Par exemple : en 1966, Franck Sinatra chante Strangers in the Night de Bert Kaempfert – musique de Charles Singleton et paroles d’Eddie Snyder. C’est un succès planétaire. Un compositeur français, Philippe Gérard, attaque les auteurs et éditeurs de Stangers in the Night pour plagiat de la mélodie de sa chanson Magic Tango, Mais, bien que les deux mélodies se ressemblaient, Philippe Gérard n’a pas obtenu gain de cause parce que sa chanson Magic Tango, présentait elle-même, des ressemblances avec d’autres mélodies préexistantes. Une centaine paraît-il. Strangers in the Night est donc une œuvre originale pour l’ensemble que forment les paroles et la musique, mais la mélodie seule ne l’est pas.
Dans ce cas, la mélodie qui n’est pas originale – puisque d’autres plus ou moins semblables existaient auparavant -, est dite : œuvre nouvelle. Lors de contestations quant à la propriété d’une œuvre, il appartient donc aux compositeurs mis en cause de démontrer que leur mélodie n’est pas originale en recherchant des antériorités. Paradoxal non ?
L’œuvre nouvelle, ou en partie nouvelle, est, par exemple, celle qui emprunte une mélodie appartenant au domaine public mais dans un nouvel arrangement, ou encore avec des paroles inédites. Lemon Incest, de Serge Gainsbourg, qui emprunte la mélodie de l’étude n° 3 en mi majeur op. 10, « Tristesse »,, de Frédéric Chopin est typiquement une œuvre en partie nouvelle ; même si ces paroles sont originales. Serge Gainsbourg, pour ne citer que lui, a largement emprunté des thèmes classiques dans ses chansons. C’est notamment le cas de Baby Alone in Babylone d’après le premier mouvement de la Symphonie n°3 de Brahms ou encore Initials BB sur l’un des motifs de la Symphonie du Nouveau Monde d’Anton Dvorak. Si Serge Gainsbourg a effectivement fait appel à ces mélodies pour créer des œuvres nouvelles, il n’a pas pour autant usurpé indûment le bien d’autrui puisque les œuvres appartiennent au domaine public.
Il faut noter que, dans le cas d’œuvres nouvelles telles que celles dont les mélodies sont empruntées au domaine public, folklore ou classique, la SACEM a décidé depuis 2020 d’en répartir les droits comme une œuvre sans emprunt au domaine public.

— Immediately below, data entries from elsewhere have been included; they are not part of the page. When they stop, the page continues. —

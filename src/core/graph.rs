//! Dependency graph - item/link registry with ordered endpoint assignment
//! and cascading deletes

use super::item::{ItemId, LinkId};
use crate::errors::{GanttError, InvalidOperation, Result};
use serde::{Deserialize, Serialize};
use std::collections::{BTreeMap, BTreeSet};
use std::fmt;

/// Which end of a link an item occupies
#[derive(Debug, Clone, Copy, PartialEq, Eq, Serialize, Deserialize)]
#[serde(rename_all = "lowercase")]
pub enum Endpoint {
    Origin,
    End,
}

impl fmt::Display for Endpoint {
    fn fmt(&self, f: &mut fmt::Formatter<'_>) -> fmt::Result {
        match self {
            Self::Origin => write!(f, "origin"),
            Self::End => write!(f, "end"),
        }
    }
}

/// How self-referencing links (origin == end) are treated.
///
/// Multi-item cycles are always accepted; the conflict scan tolerates them.
#[derive(Debug, Clone, Copy, PartialEq, Eq, Serialize, Deserialize)]
#[serde(rename_all = "kebab-case")]
pub enum LinkPolicy {
    AllowSelfLoops,
    RejectSelfLoops,
}

impl Default for LinkPolicy {
    fn default() -> Self {
        Self::AllowSelfLoops
    }
}

/// A dependency: `end` depends on `origin`.
///
/// A link holding only an origin is pending and ignored by traversal.
#[derive(Debug, Clone, PartialEq, Eq, Serialize, Deserialize)]
pub struct Link {
    pub id: LinkId,
    pub origin: Option<ItemId>,
    pub end: Option<ItemId>,
}

impl Link {
    fn new(id: LinkId) -> Self {
        Self {
            id,
            origin: None,
            end: None,
        }
    }

    pub fn is_complete(&self) -> bool {
        self.origin.is_some() && self.end.is_some()
    }

    pub fn is_pending(&self) -> bool {
        self.origin.is_some() && self.end.is_none()
    }

    /// Both endpoints, when the link is complete
    pub fn endpoints(&self) -> Option<(ItemId, ItemId)> {
        Some((self.origin?, self.end?))
    }

    /// The endpoint opposite to `item`
    pub fn other_end(&self, item: ItemId) -> Option<ItemId> {
        if self.origin == Some(item) {
            self.end
        } else if self.end == Some(item) {
            self.origin
        } else {
            None
        }
    }

    fn free_endpoint(&self) -> Option<Endpoint> {
        if self.origin.is_none() {
            Some(Endpoint::Origin)
        } else if self.end.is_none() {
            Some(Endpoint::End)
        } else {
            None
        }
    }
}

/// One incident edge seen from a given item
#[derive(Debug, Clone, Copy, PartialEq, Eq)]
pub struct Neighbor {
    pub link: LinkId,
    /// Item at the other endpoint
    pub item: ItemId,
    /// Role of the queried item on this link
    pub role: Endpoint,
}

/// Item/link registry.
///
/// Ordered maps keep traversal and listing deterministic.
#[derive(Debug, Clone, Default)]
pub struct DependencyGraph {
    items: BTreeMap<ItemId, BTreeSet<LinkId>>,
    links: BTreeMap<LinkId, Link>,
    policy: LinkPolicy,
}

impl DependencyGraph {
    pub fn new(policy: LinkPolicy) -> Self {
        Self {
            policy,
            ..Self::default()
        }
    }

    pub fn policy(&self) -> LinkPolicy {
        self.policy
    }

    /// Register an item. Registering an existing id is a no-op.
    pub fn add_item(&mut self, id: ItemId) {
        self.items.entry(id).or_default();
    }

    pub fn contains_item(&self, id: ItemId) -> bool {
        self.items.contains_key(&id)
    }

    /// Attach `item` to the first free endpoint of `link_id`, creating the
    /// link if it does not exist yet.
    ///
    /// Returns the endpoint that was filled. On error nothing changes, not
    /// even the creation of the link.
    pub fn add_link(&mut self, item: ItemId, link_id: LinkId) -> Result<Endpoint> {
        if !self.items.contains_key(&item) {
            return Err(GanttError::ItemNotFound(item));
        }

        let existing = self.links.get(&link_id);
        let slot = match existing {
            Some(link) => link
                .free_endpoint()
                .ok_or(InvalidOperation::NoFreeEndpoint { link: link_id })?,
            None => Endpoint::Origin,
        };

        if slot == Endpoint::End
            && self.policy == LinkPolicy::RejectSelfLoops
            && existing.and_then(|l| l.origin) == Some(item)
        {
            return Err(InvalidOperation::SelfLoop {
                link: link_id,
                item,
            }
            .into());
        }

        let link = self.links.entry(link_id).or_insert_with(|| Link::new(link_id));
        match slot {
            Endpoint::Origin => link.origin = Some(item),
            Endpoint::End => link.end = Some(item),
        }
        self.items.entry(item).or_default().insert(link_id);

        log::debug!("attached {} as {} of {}", item, slot, link_id);
        Ok(slot)
    }

    /// Detach a link from its endpoints and delete it
    pub fn remove_link(&mut self, link_id: LinkId) -> Result<Link> {
        let link = self
            .links
            .remove(&link_id)
            .ok_or(GanttError::LinkNotFound(link_id))?;

        for item in [link.origin, link.end].into_iter().flatten() {
            if let Some(incident) = self.items.get_mut(&item) {
                incident.remove(&link_id);
            }
        }

        Ok(link)
    }

    /// Delete an item after removing every incident link.
    ///
    /// Returns the ids of the links that were removed with it.
    pub fn remove_item(&mut self, id: ItemId) -> Result<Vec<LinkId>> {
        let incident: Vec<LinkId> = self
            .items
            .get(&id)
            .ok_or(GanttError::ItemNotFound(id))?
            .iter()
            .copied()
            .collect();

        for link_id in &incident {
            self.remove_link(*link_id)?;
        }
        self.items.remove(&id);

        log::debug!("removed {} with {} incident links", id, incident.len());
        Ok(incident)
    }

    /// Other endpoint of every complete incident link, with the role `id`
    /// plays on it. A self-link shows up once per side.
    pub fn neighbors(&self, id: ItemId) -> Vec<Neighbor> {
        let mut out = Vec::new();
        for link in self.incident(id) {
            let Some((origin, end)) = link.endpoints() else {
                continue;
            };
            if origin == id {
                out.push(Neighbor {
                    link: link.id,
                    item: end,
                    role: Endpoint::Origin,
                });
            }
            if end == id {
                out.push(Neighbor {
                    link: link.id,
                    item: origin,
                    role: Endpoint::End,
                });
            }
        }
        out
    }

    /// Items `id` depends on (origins of complete links ending at `id`)
    pub fn dependees(&self, id: ItemId) -> Vec<(LinkId, ItemId)> {
        self.neighbors(id)
            .into_iter()
            .filter(|n| n.role == Endpoint::End)
            .map(|n| (n.link, n.item))
            .collect()
    }

    /// Items depending on `id` (ends of complete links starting at `id`)
    pub fn dependants(&self, id: ItemId) -> Vec<(LinkId, ItemId)> {
        self.neighbors(id)
            .into_iter()
            .filter(|n| n.role == Endpoint::Origin)
            .map(|n| (n.link, n.item))
            .collect()
    }

    /// Ids of every link touching `id`, complete or pending
    pub fn incident_links(&self, id: ItemId) -> Vec<LinkId> {
        self.items
            .get(&id)
            .map(|links| links.iter().copied().collect())
            .unwrap_or_default()
    }

    pub fn link(&self, id: LinkId) -> Option<&Link> {
        self.links.get(&id)
    }

    pub fn items(&self) -> impl Iterator<Item = ItemId> + '_ {
        self.items.keys().copied()
    }

    pub fn links(&self) -> impl Iterator<Item = &Link> {
        self.links.values()
    }

    pub fn item_count(&self) -> usize {
        self.items.len()
    }

    pub fn link_count(&self) -> usize {
        self.links.len()
    }

    fn incident(&self, id: ItemId) -> impl Iterator<Item = &Link> {
        self.items
            .get(&id)
            .into_iter()
            .flatten()
            .filter_map(|link_id| self.links.get(link_id))
    }
}

#[cfg(test)]
mod tests {
    use super::*;

    fn graph_with(items: &[u64]) -> DependencyGraph {
        let mut graph = DependencyGraph::default();
        for id in items {
            graph.add_item(ItemId(*id));
        }
        graph
    }

    #[test]
    fn test_add_item_is_idempotent() {
        let mut graph = graph_with(&[1]);
        graph.add_link(ItemId(1), LinkId(10)).unwrap();
        graph.add_item(ItemId(1));
        assert_eq!(graph.item_count(), 1);
        assert_eq!(graph.incident_links(ItemId(1)), vec![LinkId(10)]);
    }

    #[test]
    fn test_endpoints_assigned_in_order() {
        let mut graph = graph_with(&[1, 2]);
        assert_eq!(graph.add_link(ItemId(1), LinkId(10)).unwrap(), Endpoint::Origin);
        assert!(graph.link(LinkId(10)).unwrap().is_pending());

        assert_eq!(graph.add_link(ItemId(2), LinkId(10)).unwrap(), Endpoint::End);
        let link = graph.link(LinkId(10)).unwrap();
        assert_eq!(link.endpoints(), Some((ItemId(1), ItemId(2))));
    }

    #[test]
    fn test_third_endpoint_rejected_without_change() {
        let mut graph = graph_with(&[1, 2, 3]);
        graph.add_link(ItemId(1), LinkId(10)).unwrap();
        graph.add_link(ItemId(2), LinkId(10)).unwrap();

        let err = graph.add_link(ItemId(3), LinkId(10)).unwrap_err();
        assert_eq!(
            err,
            GanttError::InvalidOperation(InvalidOperation::NoFreeEndpoint { link: LinkId(10) })
        );

        let link = graph.link(LinkId(10)).unwrap();
        assert_eq!(link.origin, Some(ItemId(1)));
        assert_eq!(link.end, Some(ItemId(2)));
        assert!(graph.incident_links(ItemId(3)).is_empty());
    }

    #[test]
    fn test_unknown_item_does_not_create_link() {
        let mut graph = graph_with(&[1]);
        let err = graph.add_link(ItemId(9), LinkId(10)).unwrap_err();
        assert_eq!(err, GanttError::ItemNotFound(ItemId(9)));
        assert!(graph.link(LinkId(10)).is_none());
    }

    #[test]
    fn test_remove_item_cascades() {
        let mut graph = graph_with(&[1, 2, 3]);
        graph.add_link(ItemId(1), LinkId(10)).unwrap();
        graph.add_link(ItemId(2), LinkId(10)).unwrap();
        graph.add_link(ItemId(2), LinkId(11)).unwrap();
        graph.add_link(ItemId(3), LinkId(11)).unwrap();

        let removed = graph.remove_item(ItemId(2)).unwrap();
        assert_eq!(removed, vec![LinkId(10), LinkId(11)]);
        assert_eq!(graph.link_count(), 0);
        assert!(graph.incident_links(ItemId(1)).is_empty());
        assert!(graph.incident_links(ItemId(3)).is_empty());
        assert!(!graph.contains_item(ItemId(2)));
    }

    #[test]
    fn test_neighbors_report_roles() {
        let mut graph = graph_with(&[1, 2, 3]);
        graph.add_link(ItemId(1), LinkId(10)).unwrap();
        graph.add_link(ItemId(2), LinkId(10)).unwrap();
        graph.add_link(ItemId(2), LinkId(11)).unwrap(); // pending

        let neighbors = graph.neighbors(ItemId(2));
        assert_eq!(
            neighbors,
            vec![Neighbor {
                link: LinkId(10),
                item: ItemId(1),
                role: Endpoint::End
            }]
        );
        assert_eq!(graph.dependants(ItemId(1)), vec![(LinkId(10), ItemId(2))]);
        assert_eq!(graph.dependees(ItemId(2)), vec![(LinkId(10), ItemId(1))]);
    }

    #[test]
    fn test_self_loop_policy() {
        let mut graph = graph_with(&[1]);
        graph.add_link(ItemId(1), LinkId(10)).unwrap();
        graph.add_link(ItemId(1), LinkId(10)).unwrap();
        assert_eq!(graph.neighbors(ItemId(1)).len(), 2);

        let mut strict = DependencyGraph::new(LinkPolicy::RejectSelfLoops);
        strict.add_item(ItemId(1));
        strict.add_link(ItemId(1), LinkId(10)).unwrap();
        let err = strict.add_link(ItemId(1), LinkId(10)).unwrap_err();
        assert_eq!(
            err,
            GanttError::InvalidOperation(InvalidOperation::SelfLoop {
                link: LinkId(10),
                item: ItemId(1)
            })
        );
        assert!(strict.link(LinkId(10)).unwrap().is_pending());
    }
}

Comment démontrer le plagiat ?
Un moyen usuel de démontrer la ressemblance entre deux œuvres est d’en transcrire leurs mélodies dans la même tonalité sur deux feuilles calques séparées, puis, de les superposer. Seule la comparaison des hauteurs et des écarts est à prendre en compte. La superposition des deux portées fait alors apparaître les similitudes pouvant exister entre deux mélodies. Les tribunaux peuvent également faire appel à des experts agréés dont le rôle est de fournir au juge des expertises lui permettant de fonder une décision.
Les cas de ressemblance, ou rencontre dite fortuite
L’un des cas les plus connu de ressemblance fortuite, est certainement celui de la chanson Feelings de Morris Albert, compositeur et chanteur brésilien né en 1951. Sa date de naissance est importante dans l’affaire qui l’a opposé durant de longues années à la chanteuse et comédienne Line Renaud. Le mari de Line Renaud, Louis Gasté, avait composé en 1956 une chanson intitulée Pour Toi. Après le succès mondial de Feelings en 1974, dont l’adaptation française Dis Lui, avait été un des plus grands succès de Mike Brandt, Louis Gasté a attaqué Morris Albert et ses éditeurs en raison des similitudes mélodiques entre les deux œuvres.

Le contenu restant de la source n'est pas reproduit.